O governo, em conjunto com o Exército, decidiu que 12 desses veículos robustos serão utilizados para apoiar a atuação da Polícia em regiões onde o crime organizado apresentou um crescimento alarmante. A medida foi detalhada durante uma sessão no Parlamento pelo ministro do Interior, Carlos Negro, que ressaltou a necessidade de intensificar as operações policiais, que incluem buscas e prisões em massa em locais com altos índices de criminalidade.
Os números são preocupantes. Com uma taxa de 10,3 homicídios por 100 mil habitantes, o Uruguai apresenta índices que superam os de países vizinhos, como Argentina e Chile. A violência é particularmente concentrada em bairros pobres do oeste e norte de Montevidéu, onde as taxas de homicídios atingem até 49 por 100 mil habitantes, comparáveis a realidades muito mais perigosas em outras partes da América Latina.
Orsi, em suas declarações nas redes sociais, afirmou que a medida é parte de um esforço para combater o crime organizado, destacando que a infraestrutura de segurança do país será intensificada nesse sentido. A operação será liderada pela Polícia, que contará com o suporte dos motoristas fornecidos pelo Exército, mas manterá o controle total das ações.
Contudo, especialistas estão divididos quanto à eficácia dessa abordagem. O cientista político Julián González Guyer alertou que a introdução de veículos militares em cenários urbanos pode não ser a solução apropriada. Ele destacou que esses blindados, projetados para operar em ambientes hostis, podem ser excessivos para os desafios enfrentados nas ruas de Montevidéu. Além disso, a presença de militares em funções policiais pode criar complicações legais e desorganizar a hierarquia de comando entre as forças de segurança.
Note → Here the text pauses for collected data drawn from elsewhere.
//! Interactive setup for the first admin account.
use std::io::{self, BufRead, Write};
use std::process::ExitCode;

use rac_backend::config::Config;
use rac_backend::error::AppError;
use rac_backend::models::dto::NewAdminRequest;
use rac_backend::services::{AuthService, EmailService};
use rac_backend::{db, logging};

#[tokio::main]
async fn main() -> ExitCode {
    dotenv::dotenv().ok();

    let config = match Config::from_env() {
        Ok(config) => config,
        Err(e) => {
            eprintln!("Configuration error: {}", e);
            return ExitCode::FAILURE;
        }
    };
    logging::init(&config);

    match create_admin(&config).await {
        Ok(()) => ExitCode::SUCCESS,
        Err(e) => {
            eprintln!("\nFailed to create admin: {}", e);
            if let Some(AppError::Validation(fields)) = e.downcast_ref::<AppError>() {
                for field in fields {
                    eprintln!("  - {}: {}", field.field, field.message);
                }
            }
            ExitCode::FAILURE
        }
    }
}

async fn create_admin(config: &Config) -> Result<(), Box<dyn std::error::Error>> {
    // 1. Database
    println!("Connecting to database...");
    let db = db::establish_connection(&config.database).await?;
    db::run_migrations(&db).await?;
    println!("Database connection successful\n");

    // 2. Prompts
    println!("=== Create First Admin Account ===\n");
    let first_name = prompt("First Name: ")?;
    let last_name = prompt("Last Name: ")?;
    let email = prompt("Email: ")?;
    let password = prompt("Password (min 8 characters): ")?;

    // 3. Persist
    let email_service =
        EmailService::from_config(&config.app, &config.email, config.auth.reset_token_ttl_minutes)?;
    let auth = AuthService::new(db, &config.auth, email_service);
    let admin = auth
        .provision_admin(NewAdminRequest {
            email,
            password,
            first_name,
            last_name,
        })
        .await?;

    println!("\nAdmin account created successfully!");
    println!("  ID:    {}", admin.id);
    println!("  Name:  {} {}", admin.first_name, admin.last_name);
    println!("  Email: {}", admin.email);
    println!("\nYou can now log in at POST /api/auth/login");
    Ok(())
}

fn prompt(label: &str) -> io::Result<String> {
    print!("{}", label);
    io::stdout().flush()?;

    let mut line = String::new();
    io::stdin().lock().read_line(&mut line)?;
    Ok(line.trim().to_string())
}
/// Outbound email: a transport trait, the SendGrid implementation, a no-op
/// implementation for environments without an API key, and the message templates.
use async_trait::async_trait;
use serde_json::json;
use std::sync::Arc;
use std::time::Duration;
use thiserror::Error;

use crate::config::{AppConfig, EmailConfig};
use crate::models::{admin, contact, testimonial};

const SENDGRID_ENDPOINT: &str = "https://api.sendgrid.com/v3/mail/send";
/// Upper bound on one delivery attempt, so a stalled provider cannot hold a request open
const SEND_TIMEOUT: Duration = Duration::from_secs(10);

#[derive(Debug, Error)]
pub enum EmailError {
    #[error("Failed to reach the email provider: {0}")]
    Transport(#[from] reqwest::Error),

    #[error("Email provider rejected the message ({status}): {body}")]
    Rejected { status: u16, body: String },
}

/// A rendered message, ready for any transport
#[derive(Debug, Clone, PartialEq)]
pub struct OutgoingEmail {
    pub to: String,
    pub subject: String,
    pub html: String,
    pub text: String,
    pub reply_to: Option<String>,
}

#[async_trait]
pub trait EmailSender: Send + Sync {
    async fn send(&self, email: OutgoingEmail) -> Result<(), EmailError>;
}

/// SendGrid v3 mail/send over reqwest
pub struct SendGridMailer {
    client: reqwest::Client,
    endpoint: String,
    api_key: String,
    from_email: String,
    from_name: String,
}

impl SendGridMailer {
    pub fn new(api_key: String, from_email: String, from_name: String) -> Result<Self, EmailError> {
        Self::with_endpoint(SENDGRID_ENDPOINT.to_string(), SEND_TIMEOUT, api_key, from_email, from_name)
    }

    fn with_endpoint(
        endpoint: String,
        timeout: Duration,
        api_key: String,
        from_email: String,
        from_name: String,
    ) -> Result<Self, EmailError> {
        let client = reqwest::Client::builder()
            .connect_timeout(timeout)
            .timeout(timeout)
            .build()?;

        Ok(SendGridMailer {
            client,
            endpoint,
            api_key,
            from_email,
            from_name,
        })
    }
}

#[async_trait]
impl EmailSender for SendGridMailer {
    async fn send(&self, email: OutgoingEmail) -> Result<(), EmailError> {
        let reply_to = email.reply_to.as_deref().unwrap_or(&self.from_email);
        let payload = json!({
            "personalizations": [{ "to": [{ "email": email.to }] }],
            "from": { "email": self.from_email, "name": self.from_name },
            "reply_to": { "email": reply_to },
            "subject": email.subject,
            "content": [
                { "type": "text/plain", "value": email.text },
                { "type": "text/html", "value": email.html },
            ],
        });

        let response = self
            .client
            .post(&self.endpoint)
            .bearer_auth(&self.api_key)
            .json(&payload)
            .send()
            .await?;

        let status = response.status();
        if !status.is_success() {
            let body = response.text().await.unwrap_or_default();
            return Err(EmailError::Rejected {
                status: status.as_u16(),
                body,
            });
        }

        tracing::info!(to = %email.to, status = status.as_u16(), "email sent");
        Ok(())
    }
}

/// Used when no SendGrid key is configured; the message is only logged
pub struct NoopMailer;

#[async_trait]
impl EmailSender for NoopMailer {
    async fn send(&self, email: OutgoingEmail) -> Result<(), EmailError> {
        tracing::info!(to = %email.to, subject = %email.subject, "email delivery disabled, message dropped");
        Ok(())
    }
}

/// Renders the site's messages and hands them to the configured transport
#[derive(Clone)]
pub struct EmailService {
    sender: Arc<dyn EmailSender>,
    frontend_url: String,
    admin_email: Option<String>,
    reset_ttl_minutes: i64,
}

impl EmailService {
    pub fn new(sender: Arc<dyn EmailSender>, app: &AppConfig, email: &EmailConfig, reset_ttl_minutes: i64) -> Self {
        EmailService {
            sender,
            frontend_url: app.frontend_url.trim_end_matches('/').to_string(),
            admin_email: email.admin_email.clone(),
            reset_ttl_minutes,
        }
    }

    /// SendGrid when an API key is present, otherwise the no-op transport
    pub fn from_config(app: &AppConfig, email: &EmailConfig, reset_ttl_minutes: i64) -> Result<Self, EmailError> {
        let sender: Arc<dyn EmailSender> = match &email.sendgrid_api_key {
            Some(key) => Arc::new(SendGridMailer::new(
                key.clone(),
                email.from_email.clone(),
                email.from_name.clone(),
            )?),
            None => {
                tracing::warn!("SENDGRID_API_KEY not set, outgoing emails will only be logged");
                Arc::new(NoopMailer)
            }
        };
        Ok(Self::new(sender, app, email, reset_ttl_minutes))
    }

    pub async fn send_password_reset(&self, admin: &admin::Model, raw_token: &str) -> Result<(), EmailError> {
        let link = format!(
            "{}/reset-password?token={}&email={}",
            self.frontend_url,
            raw_token,
            urlencoding::encode(&admin.email)
        );
        let email = OutgoingEmail {
            to: admin.email.clone(),
            subject: "Password Reset Request".to_string(),
            html: render_password_reset_html(&admin.first_name, &link, self.reset_ttl_minutes),
            text: format!(
                "Hello {},\n\nYou requested a password reset. Open the link below to choose a new password:\n\n{}\n\nThis link expires in {} minutes. If you did not request a reset, ignore this email.\n",
                admin.first_name, link, self.reset_ttl_minutes
            ),
            reply_to: None,
        };
        self.sender.send(email).await
    }

    pub async fn send_contact_notification(&self, contact: &contact::Model) -> Result<(), EmailError> {
        let Some(admin_email) = &self.admin_email else {
            tracing::debug!(contact_id = %contact.id, "ADMIN_EMAIL not set, skipping contact notification");
            return Ok(());
        };

        let subject = contact.subject.as_deref().unwrap_or("(no subject)");
        let fields = [
            ("Name", contact.name.as_str()),
            ("Email", contact.email.as_str()),
            ("Phone", contact.phone.as_deref().unwrap_or("-")),
            ("Subject", subject),
            ("Message", contact.message.as_str()),
        ];

        let email = OutgoingEmail {
            to: admin_email.clone(),
            subject: format!("New Contact: {}", subject),
            html: render_notification_html("New Contact Form Submission", "#4CAF50", &fields),
            text: render_notification_text("New Contact Form Submission", &fields),
            reply_to: Some(contact.email.clone()),
        };
        self.sender.send(email).await
    }

    pub async fn send_testimonial_notification(&self, testimonial: &testimonial::Model) -> Result<(), EmailError> {
        let Some(admin_email) = &self.admin_email else {
            tracing::debug!(testimonial_id = %testimonial.id, "ADMIN_EMAIL not set, skipping testimonial notification");
            return Ok(());
        };

        let rating = testimonial
            .rating
            .map(|r| {
                let r = r.clamp(0, 5) as usize;
                format!("{}{}", "★".repeat(r), "☆".repeat(5 - r))
            })
            .unwrap_or_else(|| "-".to_string());
        let fields = [
            ("Name", testimonial.name.as_str()),
            ("Email", testimonial.email.as_str()),
            ("Company", testimonial.company.as_deref().unwrap_or("-")),
            ("Rating", rating.as_str()),
            ("Message", testimonial.message.as_str()),
        ];

        let email = OutgoingEmail {
            to: admin_email.clone(),
            subject: format!("New Testimonial from {}", testimonial.name),
            html: render_notification_html("New Testimonial Submission", "#FF9800", &fields),
            text: render_notification_text("New Testimonial Submission", &fields),
            reply_to: Some(testimonial.email.clone()),
        };
        self.sender.send(email).await
    }
}

// ============================================================================
// Templates
// ============================================================================

pub fn escape_html(input: &str) -> String {
    let mut out = String::with_capacity(input.len());
    for c in input.chars() {
        match c {
            '&' => out.push_str("&amp;"),
            '<' => out.push_str("&lt;"),
            '>' => out.push_str("&gt;"),
            '"' => out.push_str("&quot;"),
            '\'' => out.push_str("&#39;"),
            _ => out.push(c),
        }
    }
    out
}

fn render_password_reset_html(first_name: &str, link: &str, ttl_minutes: i64) -> String {
    let link = escape_html(link);
    format!(
        r#"<!DOCTYPE html>
<html>
<head>
    <meta charset="UTF-8">
    <style>
        body {{ font-family: Arial, sans-serif; line-height: 1.6; color: #333; }}
        .container {{ max-width: 600px; margin: 0 auto; padding: 20px; }}
        .header {{ background-color: #2196F3; color: white; padding: 20px; text-align: center; }}
        .content {{ background-color: #f9f9f9; padding: 20px; border: 1px solid #ddd; }}
        .button {{ display: inline-block; background-color: #2196F3; color: white; padding: 12px 24px; text-decoration: none; border-radius: 4px; margin: 20px 0; }}
    </style>
</head>
<body>
    <div class="container">
        <div class="header"><h2>Password Reset Request</h2></div>
        <div class="content">
            <p>Hello <strong>{name}</strong>,</p>
            <p>You requested a password reset. Click the button below to choose a new password:</p>
            <p style="text-align: center;"><a href="{link}" class="button">Reset Password</a></p>
            <p>Or copy and paste this link in your browser:</p>
            <p style="word-break: break-all;">{link}</p>
            <p style="color: #666; font-size: 14px;">This link expires in {ttl} minutes. If you did not request a reset, you can safely ignore this email.</p>
        </div>
    </div>
</body>
</html>"#,
        name = escape_html(first_name),
        link = link,
        ttl = ttl_minutes
    )
}

fn render_notification_html(title: &str, color: &str, fields: &[(&str, &str)]) -> String {
    let rows: String = fields
        .iter()
        .map(|(label, value)| {
            format!(
                r#"            <div class="field"><div class="label">{}:</div><div class="value">{}</div></div>
"#,
                label,
                escape_html(value).replace('\n', "<br>")
            )
        })
        .collect();

    format!(
        r#"<!DOCTYPE html>
<html>
<head>
    <meta charset="UTF-8">
    <style>
        body {{ font-family: Arial, sans-serif; line-height: 1.6; color: #333; }}
        .container {{ max-width: 600px; margin: 0 auto; padding: 20px; }}
        .header {{ background-color: {color}; color: white; padding: 20px; text-align: center; }}
        .content {{ background-color: #f9f9f9; padding: 20px; border: 1px solid #ddd; }}
        .field {{ margin-bottom: 15px; }}
        .label {{ font-weight: bold; color: #555; }}
        .value {{ margin-top: 5px; padding: 10px; background-color: white; border-left: 3px solid {color}; }}
        .footer {{ margin-top: 20px; text-align: center; color: #777; font-size: 12px; }}
    </style>
</head>
<body>
    <div class="container">
        <div class="header"><h2>{title}</h2></div>
        <div class="content">
{rows}        </div>
        <div class="footer"><p>This email was sent from the Raising African Children website</p></div>
    </div>
</body>
</html>"#,
        color = color,
        title = title,
        rows = rows
    )
}

fn render_notification_text(title: &str, fields: &[(&str, &str)]) -> String {
    let mut text = format!("{}\n\n", title);
    for (label, value) in fields {
        text.push_str(&format!("{}: {}\n", label, value));
    }
    text
}
pub mod auth;
mod client_info;
pub mod rate_limit;

pub use auth::{AuthAdmin, OptionalAuthAdmin};
pub use rate_limit::{RateLimit, RateLimiter};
A estratégia de usar força militar em atividades de policiamento não é inédita em países da América Latina, mas a experiência mostra que essa abordagem frequentemente não traz os resultados desejados. Guyer enfatizou que, em contextos onde a violência é endêmica, a prioridade deve ser a redução da violência e não o aumento dela. O uso de força militar em áreas urbanas pode, ao contrário do pretendido, exacerbar a situação, ao invés de promover a segurança e a paz social que a população tanto almeja.